• [Instructions to follow]: Let your answer be the line containing "to install tracing" and every line below it to the end of the records, copied exactly.

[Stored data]
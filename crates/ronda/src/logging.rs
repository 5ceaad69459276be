//! Tracing subscriber setup.

use ronda_traits::{Result, RondaError};
use tracing_subscriber::{EnvFilter, FmtSubscriber};

use crate::config::LoggingConfig;

/// Build the filter: `RUST_LOG` when set, the configured directives otherwise.
pub fn build_filter(config: &LoggingConfig) -> Result<EnvFilter> {
    let env = std::env::var(EnvFilter::DEFAULT_ENV).ok();
    select_filter(env.as_deref(), config)
}

/// Valid `env` directives win; unset or unparseable ones fall back to the
/// configured filter.
fn select_filter(env: Option<&str>, config: &LoggingConfig) -> Result<EnvFilter> {
    env.and_then(|directives| EnvFilter::try_new(directives).ok())
        .map_or_else(|| parse_filter(&config.filter), Ok)
}

fn parse_filter(directives: &str) -> Result<EnvFilter> {
    EnvFilter::try_new(directives).map_err(|e| {
        RondaError::InvalidConfig(format!("invalid logging filter '{directives}': {e}"))
    })
}

/// Install a formatting subscriber as the global default.
///
/// Library code only emits events; binaries call this once at startup.
///
/// # Errors
///
/// Returns [`RondaError::InvalidConfig`] for unparseable filter directives and
/// [`RondaError::Other`] if a global subscriber is already installed.
pub fn init_tracing(config: &LoggingConfig) -> Result<()> {
    let subscriber = FmtSubscriber::builder()
        .with_env_filter(build_filter(config)?)
        .with_target(config.with_target)
        .finish();
    tracing::subscriber::set_global_default(subscriber)
        .map_err(|e| RondaError::Other(format!("failed to install tracing subscriber: {e}")))
}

• [Exercise result]:
        .map_err(|e| RondaError::Other(format!("failed to install tracing subscriber: {e}")))
}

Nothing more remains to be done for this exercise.